> [TASK MATERIAL]
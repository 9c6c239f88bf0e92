use thiserror::Error;

#[derive(Error, Debug)]
pub enum AssembleError {
    #[error("schedule not found: {0}")]
    NotFound(String),
    #[error("persistence failure: {0}")]
    Dependency(#[source] anyhow::Error),
    #[error("malformed input: {0}")]
    MalformedInput(String),
}

impl AssembleError {
    pub fn is_not_found(&self) -> bool {
        matches!(self, AssembleError::NotFound(_))
    }
}
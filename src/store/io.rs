use crate::model::{Employee, EmployeeId};
use anyhow::{bail, Context};
use csv::ReaderBuilder;
use std::path::Path;

/// Import d'employés depuis CSV: header `employee_id,first_name,last_name`
pub fn import_employees_csv<P: AsRef<Path>>(path: P) -> anyhow::Result<Vec<Employee>> {
    let mut rdr = ReaderBuilder::new()
        .has_headers(true)
        .trim(csv::Trim::All)
        .from_path(path)?;
    let mut out = Vec::new();
    for rec in rdr.records() {
        let rec = rec?;
        let id = rec.get(0).context("missing employee_id")?;
        let first = rec.get(1).context("missing first_name")?;
        let last = rec.get(2).context("missing last_name")?;
        if id.is_empty() || first.is_empty() {
            bail!("invalid employee row (empty id or first_name)");
        }
        out.push(Employee {
            id: EmployeeId::new(id),
            first_name: first.to_string(),
            last_name: last.to_string(),
            badge: Some(id.to_string()),
        });
    }
    Ok(out)
}
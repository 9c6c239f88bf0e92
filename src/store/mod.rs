//! Couche de persistance : lectures groupées par collection et stockage fichier.

mod dataset;
mod io;
mod json;
mod records;

pub use dataset::{Assignee, Dataset, StoreError};
pub use io::import_employees_csv;
pub use json::JsonStore;
pub use records::{
    AssignmentRecord, AssignmentRow, RoleRecord, ScheduleRecord, ShiftRecord, UnitRecord,
};

use crate::model::{ExtraAmbulance, ExtraMission, ScheduleId, ShiftId, UnitId};

/// Source des lignes d'un sidur.
///
/// Chaque méthode correspond à un seul aller-retour vers le support, quel que
/// soit le nombre de parents demandés : pas de lecture par shift ni par unité.
pub trait ScheduleSource {
    fn schedule(&self, id: &ScheduleId) -> anyhow::Result<Option<ScheduleRecord>>;
    fn shifts(&self, schedule: &ScheduleId) -> anyhow::Result<Vec<ShiftRecord>>;
    fn units(&self, shifts: &[ShiftId]) -> anyhow::Result<Vec<UnitRecord>>;
    fn roles(&self, units: &[UnitId]) -> anyhow::Result<Vec<RoleRecord>>;
    /// Assignations du sidur, avec l'employé lié déjà résolu.
    fn assignments(&self, schedule: &ScheduleId) -> anyhow::Result<Vec<AssignmentRecord>>;
    fn extra_missions(&self, schedule: &ScheduleId) -> anyhow::Result<Vec<ExtraMission>>;
    fn extra_ambulances(&self, schedule: &ScheduleId) -> anyhow::Result<Vec<ExtraAmbulance>>;
}

impl<T: ScheduleSource + ?Sized> ScheduleSource for &T {
    fn schedule(&self, id: &ScheduleId) -> anyhow::Result<Option<ScheduleRecord>> {
        (**self).schedule(id)
    }
    fn shifts(&self, schedule: &ScheduleId) -> anyhow::Result<Vec<ShiftRecord>> {
        (**self).shifts(schedule)
    }
    fn units(&self, shifts: &[ShiftId]) -> anyhow::Result<Vec<UnitRecord>> {
        (**self).units(shifts)
    }
    fn roles(&self, units: &[UnitId]) -> anyhow::Result<Vec<RoleRecord>> {
        (**self).roles(units)
    }
    fn assignments(&self, schedule: &ScheduleId) -> anyhow::Result<Vec<AssignmentRecord>> {
        (**self).assignments(schedule)
    }
    fn extra_missions(&self, schedule: &ScheduleId) -> anyhow::Result<Vec<ExtraMission>> {
        (**self).extra_missions(schedule)
    }
    fn extra_ambulances(&self, schedule: &ScheduleId) -> anyhow::Result<Vec<ExtraAmbulance>> {
        (**self).extra_ambulances(schedule)
    }
}
use crate::model::{ExtraAmbulance, ExtraMission, Shift, ShiftKind};
use std::cmp::Ordering;

/// Priorité des noms de shift inconnus : toujours en dernier.
pub const UNKNOWN_SHIFT_PRIORITY: u32 = 999;

pub fn shift_priority(name: &str) -> u32 {
    ShiftKind::from_name(name)
        .map(|kind| kind.index() as u32)
        .unwrap_or(UNKNOWN_SHIFT_PRIORITY)
}

/// Compare deux identifiants : numériquement si les deux sont des entiers.
pub fn compare_ids(a: &str, b: &str) -> Ordering {
    match (a.parse::<u64>(), b.parse::<u64>()) {
        (Ok(x), Ok(y)) => x.cmp(&y),
        _ => a.cmp(b),
    }
}

/// Tri stable : priorité du nom, puis `order`, puis ordre d'entrée.
pub(super) fn sort_tree(shifts: &mut [Shift]) {
    shifts.sort_by_key(|s| (shift_priority(&s.name), s.order));
    for shift in shifts.iter_mut() {
        shift.units.sort_by_key(|u| u.order);
        for unit in shift.units.iter_mut() {
            unit.roles.sort_by_key(|r| r.order);
        }
    }
}

pub(super) fn sort_extras(missions: &mut [ExtraMission], ambulances: &mut [ExtraAmbulance]) {
    missions.sort_by(|a, b| {
        a.display_order
            .cmp(&b.display_order)
            .then_with(|| compare_ids(&a.id, &b.id))
    });
    ambulances.sort_by(|a, b| {
        a.display_order
            .cmp(&b.display_order)
            .then_with(|| compare_ids(&a.id, &b.id))
    });
}

#[cfg(test)]
mod tests {
    use super::*;

    #[test]
    fn priority_table() {
        assert_eq!(shift_priority("לילה"), 0);
        assert_eq!(shift_priority("בוקר"), 1);
        assert_eq!(shift_priority(" ערב "), 2);
        assert_eq!(shift_priority("Morning"), 1);
        assert_eq!(shift_priority("תגבור"), UNKNOWN_SHIFT_PRIORITY);
    }

    #[test]
    fn ids_compare_numerically_when_possible() {
        assert_eq!(compare_ids("9", "10"), Ordering::Less);
        assert_eq!(compare_ids("b", "a"), Ordering::Greater);
        assert_eq!(compare_ids("10", "a"), Ordering::Less);
    }
}
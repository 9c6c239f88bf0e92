//! Rendus d'une grille : HTML imprimable, tableur XLSX, boîtes de mise en
//! page imprimée, CSV à plat. Tous consomment la même [`Grid`] ; seuls
//! l'encodage et la mise en forme diffèrent.

mod flat;
mod html;
mod print;
mod title;
#[cfg(feature = "xlsx")]
mod xlsx;

pub use flat::CsvRenderer;
pub use html::{escape_html, HtmlRenderer};
pub use print::{layout_pages, PrintBox, PrintLayout, PrintOptions, PrintPage, PrintRenderer};
pub use title::{hebrew_date, roster_title};
#[cfg(feature = "xlsx")]
pub use xlsx::XlsxRenderer;

use crate::layout::Grid;
use crate::model::Schedule;
use std::fmt;
use std::str::FromStr;
use thiserror::Error;

#[derive(Error, Debug)]
pub enum RenderError {
    #[error("render format error: {0}")]
    Format(String),
    #[error(transparent)]
    Fmt(#[from] fmt::Error),
    #[error(transparent)]
    Json(#[from] serde_json::Error),
    #[error(transparent)]
    Csv(#[from] csv::Error),
    #[cfg(feature = "xlsx")]
    #[error(transparent)]
    Xlsx(#[from] rust_xlsxwriter::XlsxError),
}

/// Ce que reçoit un rendu : le sidur (en-tête, notes, annexes) et sa grille.
#[derive(Debug, Clone, Copy)]
pub struct RosterDocument<'a> {
    pub schedule: &'a Schedule,
    pub grid: &'a Grid,
}

impl<'a> RosterDocument<'a> {
    pub fn new(schedule: &'a Schedule, grid: &'a Grid) -> Self {
        Self { schedule, grid }
    }

    pub fn title(&self) -> String {
        roster_title(self.schedule.date)
    }
}

/// Encode un document dans un format de sortie.
pub trait GridRenderer {
    fn render(&self, doc: &RosterDocument<'_>) -> Result<Vec<u8>, RenderError>;
}

#[derive(Debug, Clone, Copy, PartialEq, Eq)]
pub enum ExportFormat {
    Html,
    Xlsx,
    Csv,
    Print,
}

impl ExportFormat {
    pub fn extension(self) -> &'static str {
        match self {
            ExportFormat::Html => "html",
            ExportFormat::Xlsx => "xlsx",
            ExportFormat::Csv => "csv",
            ExportFormat::Print => "json",
        }
    }

    pub fn renderer(self) -> Result<Box<dyn GridRenderer>, RenderError> {
        match self {
            ExportFormat::Html => Ok(Box::new(HtmlRenderer)),
            ExportFormat::Csv => Ok(Box::new(CsvRenderer)),
            ExportFormat::Print => Ok(Box::new(PrintRenderer::default())),
            #[cfg(feature = "xlsx")]
            ExportFormat::Xlsx => Ok(Box::new(XlsxRenderer)),
            #[cfg(not(feature = "xlsx"))]
            ExportFormat::Xlsx => Err(RenderError::Format(
                "xlsx export requires the `xlsx` feature".to_string(),
            )),
        }
    }
}

impl FromStr for ExportFormat {
    type Err = String;

    fn from_str(s: &str) -> Result<Self, Self::Err> {
        match s.trim().to_ascii_lowercase().as_str() {
            "html" => Ok(ExportFormat::Html),
            "xlsx" | "excel" => Ok(ExportFormat::Xlsx),
            "csv" => Ok(ExportFormat::Csv),
            "print" | "pdf" => Ok(ExportFormat::Print),
            other => Err(format!("unknown export format: {other}")),
        }
    }
}

impl fmt::Display for ExportFormat {
    fn fmt(&self, f: &mut fmt::Formatter<'_>) -> fmt::Result {
        let name = match self {
            ExportFormat::Html => "html",
            ExportFormat::Xlsx => "xlsx",
            ExportFormat::Csv => "csv",
            ExportFormat::Print => "print",
        };
        f.write_str(name)
    }
}
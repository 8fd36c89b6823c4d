use crate::logic::board::PieceKind;
use crate::logic::eval_constants::{
    TIER_MULTIPLIER, VAL_ARCHER, VAL_CANNON, VAL_CAPTAIN, VAL_FORTRESS, VAL_GENERAL, VAL_KING,
    VAL_KNIGHT, VAL_LIEUTENANT, VAL_MAJOR, VAL_MUSKETEER, VAL_PAWN, VAL_SAMURAI, VAL_SPY,
};
use serde::{Deserialize, Serialize};

#[derive(Debug, Clone, PartialEq, Serialize, Deserialize)]
#[serde(default)]
pub struct EngineConfig {
    // Evaluation Parameters
    pub val_pawn: f64,
    pub val_king: f64,
    pub val_fortress: f64,
    pub val_spy: f64,
    pub val_captain: f64,
    pub val_cannon: f64,
    pub val_musketeer: f64,
    pub val_knight: f64,
    pub val_samurai: f64,
    pub val_archer: f64,
    pub val_major: f64,
    pub val_lieutenant: f64,
    pub val_general: f64,
    pub tier_multiplier: [f64; 3],
    pub position_weight: f64,

    // Search Parameters
    pub search_depth: u8,
}

impl Default for EngineConfig {
    fn default() -> Self {
        Self {
            val_pawn: VAL_PAWN,
            val_king: VAL_KING,
            val_fortress: VAL_FORTRESS,
            val_spy: VAL_SPY,
            val_captain: VAL_CAPTAIN,
            val_cannon: VAL_CANNON,
            val_musketeer: VAL_MUSKETEER,
            val_knight: VAL_KNIGHT,
            val_samurai: VAL_SAMURAI,
            val_archer: VAL_ARCHER,
            val_major: VAL_MAJOR,
            val_lieutenant: VAL_LIEUTENANT,
            val_general: VAL_GENERAL,
            tier_multiplier: TIER_MULTIPLIER,
            position_weight: 1.0,

            search_depth: 2,
        }
    }
}

/// Scale factors applied over the defaults.
#[derive(Deserialize)]
struct EngineConfigJson {
    val_pawn: Option<f64>,
    val_king: Option<f64>,
    val_fortress: Option<f64>,
    val_spy: Option<f64>,
    val_captain: Option<f64>,
    val_cannon: Option<f64>,
    val_musketeer: Option<f64>,
    val_knight: Option<f64>,
    val_samurai: Option<f64>,
    val_archer: Option<f64>,
    val_major: Option<f64>,
    val_lieutenant: Option<f64>,
    val_general: Option<f64>,
    tier_multiplier: Option<[f64; 3]>,
    position_weight: Option<f64>,

    search_depth: Option<u8>,
}

impl EngineConfig {
    /// Reads a config whose piece values are multipliers of the defaults.
    /// `tier_multiplier`, `position_weight` and `search_depth` are taken as given.
    pub fn load_from_json(json_str: &str) -> Result<Self, serde_json::Error> {
        let json_config: EngineConfigJson = serde_json::from_str(json_str)?;
        let default = Self::default();

        Ok(Self {
            val_pawn: apply_scale(default.val_pawn, json_config.val_pawn),
            val_king: apply_scale(default.val_king, json_config.val_king),
            val_fortress: apply_scale(default.val_fortress, json_config.val_fortress),
            val_spy: apply_scale(default.val_spy, json_config.val_spy),
            val_captain: apply_scale(default.val_captain, json_config.val_captain),
            val_cannon: apply_scale(default.val_cannon, json_config.val_cannon),
            val_musketeer: apply_scale(default.val_musketeer, json_config.val_musketeer),
            val_knight: apply_scale(default.val_knight, json_config.val_knight),
            val_samurai: apply_scale(default.val_samurai, json_config.val_samurai),
            val_archer: apply_scale(default.val_archer, json_config.val_archer),
            val_major: apply_scale(default.val_major, json_config.val_major),
            val_lieutenant: apply_scale(default.val_lieutenant, json_config.val_lieutenant),
            val_general: apply_scale(default.val_general, json_config.val_general),
            tier_multiplier: json_config
                .tier_multiplier
                .unwrap_or(default.tier_multiplier),
            position_weight: json_config
                .position_weight
                .unwrap_or(default.position_weight),

            search_depth: json_config.search_depth.unwrap_or(default.search_depth),
        })
    }

    pub const fn piece_value(&self, kind: PieceKind) -> f64 {
        match kind {
            PieceKind::Pawn => self.val_pawn,
            PieceKind::King => self.val_king,
            PieceKind::Fortress => self.val_fortress,
            PieceKind::Spy => self.val_spy,
            PieceKind::Captain => self.val_captain,
            PieceKind::Cannon => self.val_cannon,
            PieceKind::Musketeer => self.val_musketeer,
            PieceKind::Knight => self.val_knight,
            PieceKind::Samurai => self.val_samurai,
            PieceKind::Archer => self.val_archer,
            PieceKind::Major => self.val_major,
            PieceKind::Lieutenant => self.val_lieutenant,
            PieceKind::General => self.val_general,
        }
    }

    /// Material value of `kind` standing on `tier`.
    pub fn material(&self, kind: PieceKind, tier: u8) -> f64 {
        let multiplier = self.tier_multiplier.get(tier as usize).copied().unwrap_or(1.0);
        self.piece_value(kind) * multiplier
    }
}

fn apply_scale(default_val: f64, scale: Option<f64>) -> f64 {
    scale.map_or(default_val, |s| default_val * s)
}
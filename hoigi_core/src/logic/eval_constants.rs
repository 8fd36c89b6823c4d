use crate::logic::board::{PieceKind, Position, Team, FIELD_TIER};

// Piece Values (field tier)
pub const VAL_PAWN: f64 = 10.0;
pub const VAL_KING: f64 = 900.0;
pub const VAL_FORTRESS: f64 = 40.0;
pub const VAL_SPY: f64 = 30.0;
pub const VAL_CAPTAIN: f64 = 45.0;
pub const VAL_CANNON: f64 = 50.0;
pub const VAL_MUSKETEER: f64 = 35.0;
pub const VAL_KNIGHT: f64 = 35.0;
pub const VAL_SAMURAI: f64 = 45.0;
pub const VAL_ARCHER: f64 = 40.0;
pub const VAL_MAJOR: f64 = 40.0;
pub const VAL_LIEUTENANT: f64 = 35.0;
pub const VAL_GENERAL: f64 = 55.0;

// Range grows as a piece sits lower in a tower (3 - tier), so lower tiers weigh more.
pub const TIER_MULTIPLIER: [f64; 3] = [1.2, 1.1, 1.0];

// Piece-Square Tables, white's view, field tier only.
// Row 0 is black's back row; black reads the table with rows reversed.

#[rustfmt::skip]
pub const PST_DEFAULT: [[f64; 9]; 9] = [
    [-4.0, -5.0, -5.0, -6.0, -7.0, -6.0, -5.0, -5.0, -4.0],
    [-4.0, -5.0, -5.0, -6.0, -7.0, -6.0, -5.0, -5.0, -4.0],
    [-4.0, -5.0, -5.0, -6.0, -7.0, -6.0, -5.0, -5.0, -4.0],
    [-4.0, -5.0, -5.0, -6.0, -7.0, -6.0, -5.0, -5.0, -4.0],
    [-3.0, -4.0, -4.0, -5.0, -6.0, -5.0, -4.0, -4.0, -3.0],
    [-2.0, -3.0, -3.0, -4.0, -5.0, -4.0, -3.0, -3.0, -2.0],
    [-1.0, -2.0, -2.0, -3.0, -4.0, -3.0, -2.0, -2.0, -1.0],
    [ 2.0,  1.0,  1.0,  0.0,  0.0,  0.0,  1.0,  1.0,  2.0],
    [ 3.0,  2.0,  1.0,  1.0,  0.0,  1.0,  1.0,  2.0,  3.0],
];

#[rustfmt::skip]
pub const PST_FORTRESS: [[f64; 9]; 9] = [
    [-4.0, -5.0, -5.0, -6.0, -7.0, -6.0, -5.0, -5.0, -4.0],
    [-4.0, -5.0, -5.0, -6.0, -7.0, -6.0, -5.0, -5.0, -4.0],
    [-4.0, -5.0, -5.0, -6.0, -7.0, -6.0, -5.0, -5.0, -4.0],
    [-5.0, -2.0, -3.0, -3.0, -3.0, -3.0, -3.0, -2.0, -5.0],
    [-3.0, -4.0, -4.0, -2.0,  0.0, -2.0, -4.0, -4.0, -3.0],
    [-2.0,  0.0,  3.0,  3.0,  4.0,  3.0,  3.0,  0.0, -2.0],
    [-1.0,  2.0,  2.0,  2.0,  5.0,  2.0,  2.0,  2.0, -1.0],
    [ 1.0,  2.0,  2.0,  3.0,  6.0,  3.0,  2.0,  2.0,  1.0],
    [ 3.0,  4.0,  4.0,  4.0,  5.0,  4.0,  4.0,  4.0,  3.0],
];

pub const fn base_value(kind: PieceKind) -> f64 {
    match kind {
        PieceKind::Pawn => VAL_PAWN,
        PieceKind::King => VAL_KING,
        PieceKind::Fortress => VAL_FORTRESS,
        PieceKind::Spy => VAL_SPY,
        PieceKind::Captain => VAL_CAPTAIN,
        PieceKind::Cannon => VAL_CANNON,
        PieceKind::Musketeer => VAL_MUSKETEER,
        PieceKind::Knight => VAL_KNIGHT,
        PieceKind::Samurai => VAL_SAMURAI,
        PieceKind::Archer => VAL_ARCHER,
        PieceKind::Major => VAL_MAJOR,
        PieceKind::Lieutenant => VAL_LIEUTENANT,
        PieceKind::General => VAL_GENERAL,
    }
}

pub fn tier_multiplier(tier: u8) -> f64 {
    TIER_MULTIPLIER.get(tier as usize).copied().unwrap_or(1.0)
}

pub fn material_value(kind: PieceKind, tier: u8) -> f64 {
    base_value(kind) * tier_multiplier(tier)
}

const fn pst_for(kind: PieceKind) -> Option<&'static [[f64; 9]; 9]> {
    match kind {
        PieceKind::Fortress => Some(&PST_FORTRESS),
        PieceKind::Pawn
        | PieceKind::King
        | PieceKind::Captain
        | PieceKind::Cannon
        | PieceKind::Musketeer
        | PieceKind::Archer
        | PieceKind::Lieutenant
        | PieceKind::General => Some(&PST_DEFAULT),
        PieceKind::Spy | PieceKind::Knight | PieceKind::Samurai | PieceKind::Major => None,
    }
}

/// Positional bonus for `kind` owned by `team` at `pos`. Zero off the field tier.
pub fn get_pst_value(kind: PieceKind, team: Team, pos: Position) -> f64 {
    if pos.tier != FIELD_TIER {
        return 0.0;
    }
    let Some(table) = pst_for(kind) else {
        return 0.0;
    };
    let row = match team {
        Team::White => pos.row as usize,
        Team::Black => 8 - pos.row as usize,
    };
    table
        .get(row)
        .and_then(|r| r.get(pos.col as usize))
        .copied()
        .unwrap_or(0.0)
}

#[cfg(test)]
mod tests {
    use super::*;

    #[test]
    fn test_black_table_is_row_mirror() {
        for row in 0..9u8 {
            for col in 0..9u8 {
                let w = Position::new(row, col, 2).unwrap();
                let b = Position::new(8 - row, col, 2).unwrap();
                assert_eq!(
                    get_pst_value(PieceKind::Fortress, Team::White, w),
                    get_pst_value(PieceKind::Fortress, Team::Black, b)
                );
            }
        }
    }

    #[test]
    fn test_stacked_tiers_have_no_positional_value() {
        let p = Position::new(8, 0, 1).unwrap();
        assert_eq!(get_pst_value(PieceKind::Pawn, Team::White, p), 0.0);
        let p = Position::new(8, 0, 2).unwrap();
        assert_eq!(get_pst_value(PieceKind::Pawn, Team::White, p), 3.0);
        assert_eq!(get_pst_value(PieceKind::Spy, Team::White, p), 0.0);
    }

    #[test]
    fn test_material_grows_toward_bottom_tier() {
        assert!(material_value(PieceKind::Cannon, 0) > material_value(PieceKind::Cannon, 1));
        assert!(material_value(PieceKind::Cannon, 1) > material_value(PieceKind::Cannon, 2));
        assert_eq!(material_value(PieceKind::Pawn, 2), VAL_PAWN);
    }
}
//! Plain-text move transcripts.
//!
//! One move is nine comma-separated integers,
//! `team,archetype,destRow,destCol,destTier,origRow,origCol,origTier,capture`,
//! with team `1` for white and `-1` for black and capture `0` or `1`.
//! Moves are joined by `|`.

use crate::engine::Move;
use crate::logic::board::{PieceKind, Position, Team};
use thiserror::Error;

const FIELDS: usize = 9;

#[derive(Debug, Clone, PartialEq, Eq, Error)]
pub enum TranscriptError {
    #[error("move {index}: expected 9 fields, found {found}")]
    WrongArity { index: usize, found: usize },
    #[error("move {index}: `{field}` is not an integer")]
    NotAnInteger { index: usize, field: String },
    #[error("move {index}: unknown team {value}")]
    InvalidTeam { index: usize, value: i32 },
    #[error("move {index}: unknown archetype {value}")]
    InvalidArchetype { index: usize, value: i32 },
    #[error("move {index}: capture flag must be 0 or 1, found {value}")]
    InvalidCaptureFlag { index: usize, value: i32 },
    #[error("move {index}: ({row},{col},{tier}) is off the board")]
    OffBoard {
        index: usize,
        row: i32,
        col: i32,
        tier: i32,
    },
}

/// Canonical form: no trailing separator, empty string for no moves.
pub fn encode(moves: &[Move]) -> String {
    moves.iter().map(encode_move).collect::<Vec<_>>().join("|")
}

fn encode_move(mv: &Move) -> String {
    format!(
        "{},{},{},{},{},{},{},{},{}",
        mv.team.sign(),
        mv.kind.id(),
        mv.to.row,
        mv.to.col,
        mv.to.tier,
        mv.from.row,
        mv.from.col,
        mv.from.tier,
        u8::from(mv.capture)
    )
}

/// Accepts the canonical form, one trailing `|`, and the empty string.
pub fn decode(text: &str) -> Result<Vec<Move>, TranscriptError> {
    let text = text.trim();
    let text = text.strip_suffix('|').unwrap_or(text);
    if text.is_empty() {
        return Ok(Vec::new());
    }

    text.split('|')
        .enumerate()
        .map(|(index, chunk)| decode_move(index, chunk))
        .collect()
}

fn decode_move(index: usize, chunk: &str) -> Result<Move, TranscriptError> {
    let fields = chunk
        .split(',')
        .map(|field| {
            field
                .trim()
                .parse::<i32>()
                .map_err(|_| TranscriptError::NotAnInteger {
                    index,
                    field: field.to_string(),
                })
        })
        .collect::<Result<Vec<_>, _>>()?;

    let [team, kind, to_row, to_col, to_tier, from_row, from_col, from_tier, capture] =
        <[i32; FIELDS]>::try_from(fields.as_slice()).map_err(|_| TranscriptError::WrongArity {
            index,
            found: fields.len(),
        })?;

    let team = Team::from_sign(team).ok_or(TranscriptError::InvalidTeam { index, value: team })?;
    let kind =
        PieceKind::from_id(kind).ok_or(TranscriptError::InvalidArchetype { index, value: kind })?;
    let capture = match capture {
        0 => false,
        1 => true,
        value => return Err(TranscriptError::InvalidCaptureFlag { index, value }),
    };

    Ok(Move {
        team,
        kind,
        to: position(index, to_row, to_col, to_tier)?,
        from: position(index, from_row, from_col, from_tier)?,
        capture,
    })
}

fn position(index: usize, row: i32, col: i32, tier: i32) -> Result<Position, TranscriptError> {
    Position::from_signed(row, col, tier).ok_or(TranscriptError::OffBoard {
        index,
        row,
        col,
        tier,
    })
}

> [WHAT THE TASK REQUIRES] The lines above that hold the word "AssignmentRecord" are the ones to copy.

> [SOLUTION TO THE EXERCISE]
    AssignmentRecord, AssignmentRow, RoleRecord, ScheduleRecord, ShiftRecord, UnitRecord,
    fn assignments(&self, schedule: &ScheduleId) -> anyhow::Result<Vec<AssignmentRecord>>;
    fn assignments(&self, schedule: &ScheduleId) -> anyhow::Result<Vec<AssignmentRecord>> {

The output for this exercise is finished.